HP Mini 5102 Examine
A good option for road warriors and students, the HP Mini 5102 (starting at $399; $424 as configured) is more durable and secure as opposed to typical netbook, and won’t need to see power until the end of your work or school day. Like its predecessor, this 2.8-pound sequel sports an all-metal case and also a comfortable keyboard, but HP has added new color options, facial recognition, with an optional capacitive multitouch display. However the most important addition is Intel’s ultra-efficient Atom N450 processor, which enables the 5102 to last over 10 hours over a charge. You’ll pay more for your Mini 5102’s sturdy design, also it doesn’t really outperform competitors.
Design
The HP Mini 5102 looks like any small update to last year’s Mini 5101, essentially a netbook version of HP’s “ProBook” distinct laptops suitable for smaller than average medium businesses.

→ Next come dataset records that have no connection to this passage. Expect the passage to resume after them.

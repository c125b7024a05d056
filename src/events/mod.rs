pub mod click;
pub mod keyboard;
pub mod pointer;
pub mod resize;
pub mod scroll;

use crate::core::interaction::FocusMode;
use crate::core::{Role, TargetTable, Viewport};
use crate::dom::ElementRegistry;
use crate::gsap::GsapSink;
use std::cell::RefCell;
use std::rc::Rc;
use web_sys as web;

pub use click::{wire_anchor_links, wire_join_buttons};
pub use keyboard::wire_keyboard_focus;
pub use pointer::{wire_card_tilt, wire_hover_targets, wire_pointer};
pub use resize::wire_resize;
pub use scroll::wire_header_scroll;

/// Shared handles captured by every listener.
#[derive(Clone)]
pub struct Page {
    pub window: web::Window,
    pub document: web::Document,
    pub registry: Rc<ElementRegistry>,
    pub targets: Rc<TargetTable>,
    pub sink: GsapSink,
    pub focus: Rc<RefCell<FocusMode>>,
    /// Viewport at startup; gates the desktop-only effects.
    pub initial_viewport: Viewport,
}

impl Page {
    /// Live elements resolved for `role`.
    pub fn elements(&self, role: Role) -> impl Iterator<Item = &web::Element> + '_ {
        self.targets
            .get(role)
            .iter()
            .filter_map(|id| self.registry.get(*id))
    }
}
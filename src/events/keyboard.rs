use super::Page;
use crate::constants::KEYBOARD_NAV_CLASS;
use crate::dom;
use web_sys as web;

/// Tab switches the body into keyboard-focus styling.
pub fn wire_keyboard_focus(page: &Page) {
    let document = page.document.clone();
    let focus = page.focus.clone();
    dom::on(&page.document, "keydown", move |ev: web::KeyboardEvent| {
        if let Some(on) = focus.borrow_mut().on_key_down(&ev.key()) {
            log::debug!("[focus] keyboard navigation on");
            dom::set_body_class(&document, KEYBOARD_NAV_CLASS, on);
        }
    });
}
use crate::constants::MESH_CANVAS_ID;
use crate::core::{MeshAnimator, MeshParams, MeshSurface, Viewport};
use wasm_bindgen::JsCast;
use web_sys as web;

/// `MeshSurface` over the background canvas' 2D context.
pub struct CanvasSurface {
    canvas: web::HtmlCanvasElement,
    ctx: web::CanvasRenderingContext2d,
}

impl CanvasSurface {
    pub fn new(canvas: web::HtmlCanvasElement) -> anyhow::Result<Self> {
        let ctx = canvas
            .get_context("2d")
            .map_err(|e| anyhow::anyhow!("getContext failed: {:?}", e))?
            .ok_or_else(|| anyhow::anyhow!("no 2d context"))?
            .dyn_into::<web::CanvasRenderingContext2d>()
            .map_err(|e| anyhow::anyhow!(format!("{:?}", e)))?;
        Ok(Self { canvas, ctx })
    }
}

impl MeshSurface for CanvasSurface {
    fn set_size(&mut self, width: u32, height: u32) {
        self.canvas.set_width(width);
        self.canvas.set_height(height);
    }

    fn size(&self) -> (u32, u32) {
        (self.canvas.width(), self.canvas.height())
    }

    fn clear(&mut self, width: f64, height: f64) {
        self.ctx.clear_rect(0.0, 0.0, width, height);
    }

    fn set_stroke(&mut self, style: &str, line_width: f64) {
        self.ctx.set_stroke_style_str(style);
        self.ctx.set_line_width(line_width);
    }

    fn begin_path(&mut self) {
        self.ctx.begin_path();
    }

    fn move_to(&mut self, x: f64, y: f64) {
        self.ctx.move_to(x, y);
    }

    fn line_to(&mut self, x: f64, y: f64) {
        self.ctx.line_to(x, y);
    }

    fn stroke(&mut self) {
        self.ctx.stroke();
    }
}

/// The background wireframe: animator plus the canvas it draws on.
pub struct MeshCanvas {
    animator: MeshAnimator,
    surface: CanvasSurface,
}

impl MeshCanvas {
    pub fn from_document(document: &web::Document, viewport: Viewport) -> anyhow::Result<Self> {
        let canvas = document
            .get_element_by_id(MESH_CANVAS_ID)
            .ok_or_else(|| anyhow::anyhow!("missing #{}", MESH_CANVAS_ID))?
            .dyn_into::<web::HtmlCanvasElement>()
            .map_err(|e| anyhow::anyhow!(format!("{:?}", e)))?;
        let mut surface = CanvasSurface::new(canvas)?;
        // Laid out once, by `resize`, from the surface's actual size.
        let mut animator = MeshAnimator::new(MeshParams::default(), 0.0, 0.0);
        animator.resize(&mut surface, viewport);
        let grid = animator.grid();
        log::info!(
            "[mesh] grid {}x{} ({} points) for {}x{}",
            grid.rows(),
            grid.cols(),
            grid.len(),
            viewport.width,
            viewport.height
        );
        Ok(Self { animator, surface })
    }

    pub fn resize(&mut self, viewport: Viewport) {
        self.animator.resize(&mut self.surface, viewport);
        let grid = self.animator.grid();
        log::debug!("[mesh] rebuilt grid {}x{}", grid.rows(), grid.cols());
    }

    pub fn frame(&mut self) {
        self.animator.tick(&mut self.surface);
    }
}
use super::Page;
use crate::core::interaction;
use crate::core::Role;
use crate::dom;
use web_sys as web;

/// In-page anchors scroll smoothly to their target, clear of the header.
pub fn wire_anchor_links(page: &Page) {
    for id in page.targets.get(Role::Anchor) {
        let Some(el) = page.registry.get(*id) else {
            continue;
        };
        let anchor = el.clone();
        let document = page.document.clone();
        let mut sink = page.sink.clone();
        dom::on(el, "click", move |ev: web::MouseEvent| {
            ev.prevent_default();
            let href = anchor.get_attribute("href").unwrap_or_default();
            let Some(selector) = interaction::anchor_selector(&href) else {
                return;
            };
            match document.query_selector(selector) {
                Ok(Some(target)) => {
                    if let Some(top) = dom::offset_top(&target) {
                        interaction::smooth_scroll_to(top, &mut sink);
                    }
                }
                Ok(None) => log::debug!("[nav] no target for {}", selector),
                Err(_) => log::debug!("[nav] unusable anchor {}", selector),
            }
        });
    }
}

/// Primary buttons inside cards pulse, then open their link in a new tab.
pub fn wire_join_buttons(page: &Page) {
    for id in page.targets.get(Role::PrimaryButton).iter().copied() {
        let Some(el) = page.registry.get(id) else {
            continue;
        };
        let button = el.clone();
        let window = page.window.clone();
        let mut sink = page.sink.clone();
        dom::on(el, "click", move |ev: web::MouseEvent| {
            let in_card = matches!(button.closest(".card"), Ok(Some(_)));
            if !in_card {
                return;
            }
            ev.prevent_default();
            interaction::press_feedback(id, &mut sink);
            let href = button.get_attribute("href");
            let Some(plan) = interaction::join_plan(in_card, href.as_deref()) else {
                log::warn!("[nav] card button without href");
                return;
            };
            let opener = window.clone();
            let scheduled = dom::set_timeout(&window, plan.delay_ms, move || {
                match opener.open_with_url_and_target_and_features(
                    &plan.url,
                    plan.target,
                    plan.features,
                ) {
                    Ok(_) => log::info!("[nav] opened {}", plan.url),
                    Err(e) => log::warn!("[nav] open failed: {:?}", e),
                }
            });
            if scheduled.is_none() {
                log::warn!("[nav] could not schedule navigation");
            }
        });
    }
}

In reality, the Mini 5102 seems like that which you would anticipate to determine if someone shrunk down the HP ProBook 4510s to something sufficiently small to adjust to in the purse. The Mini 5102 is roughly 1 inch thick and weighs less than 3 pounds despite a very durable chassis that is like it can handle many years of abuse within your briefcase or backpack. The nearly full-size keyboard makes typing quick emails or editing documents a breeze … although you may have to focus on the tray table in coach class within a business flight. The standard clamshell-like design provides Mini 5102 an incredibly clean look and also the all-metal chassis means serious business. The brushed metal lid incorporates a durable black finish in support of has hook volume of flex under heavy pressure.
Keyboard
I was concerned when HP ditched its previous wide, flat keys for any redesigned pebble-style keyboard inside the 5101. The 5102 keeps this new design, and the years have shown that it is a great one (although we have a soft position for the older design). Important keys, like Shift, are nice and large, and the top row of function keys are reversed–which means the actually useful tasks of controlling volume and screen brightness, and so forth, include the primary functions of the keys, even though the somewhat more obscure F-key functions need you to hold down the Fn key. It’s a swap we have seen on the few laptops recently, and might appear to be a generally good plan. The Mini 5101′s touch pad can be a traditional type, while using mouse buttons located under it–rather as opposed to side mouse buttons and elongated known as situated on older HP Netbooks. We prefer this style, but concurrently, the known as is small , its slick surface attracts fingerprints like literally nothing we’ve ever seen before–therefore would seem impossible to looks dingy.
Display
There’s certainly no lack of multitouch if you opt to go with the touchscreen configuration. Our review unit was included with a 1024 x 600-resolution, 10.1-inch capacitive screen – there’s no 1366×768 option should you spring for your touch layer. While the matte screen kicks back virtually no reflection, and we much prefer it to the tons of glossy screens we have seen, the touch layer causes the screen to be fairly pale. Colors were muted once we watched an episode of Family Guy on Hulu, and in many cases the black text with this review doesn’t appear as dark because it should for the 10-inch display. That’s the sacrifice you appear to have to make to get a rather decent touch experience, however. While our unit ran Microsoft windows Professional — as opposed to the more multitouch friendly Windows 7 — light taps on shortcuts around the desktop opened applications, and lightly dragging two fingers along the screen allowed for smooth scrolling. Pinching to zoom also did wonders within the browser plus in Picture Viewer. Since it doesn’t operate a tablet OS, there’s no on-screen keyboard or handwriting recognition tools.
Performance
Like virtually all other netbooks available today, the 5102 is powered by Intel’s latest 1.6GHz Atom N450 processor. Our unit was configured with 2GB of RAM and a 160GB 7,200rpm hard disk that booted Microsoft windows Professional, rather than the now standard Windows 7 Starter or Professional. There have been no performance curve balls — the machine managed to get caught up with us in the end simultaneously wrote this review in Corel Write, surfed the world wide web in Firefox, and IM’d with friends through Digsby. When we first booted the system, we did notice Ie going for a painfully while to load sites, but after disabling the 3 toolbars HP had occurring, things did actually increase. Stay away from surprises around the graphics front – streaming Hulu at full screen was slightly laggy, and wanting to watch any high quality content was obviously a complete bust. Though, HP has the 5102 with Broadcom’s Crystal HD accelerator that ought to push HD content along quite smoothly, comparable to we were treated to with all the Dell Mini 10 and also the HP Mini 210 1199DX.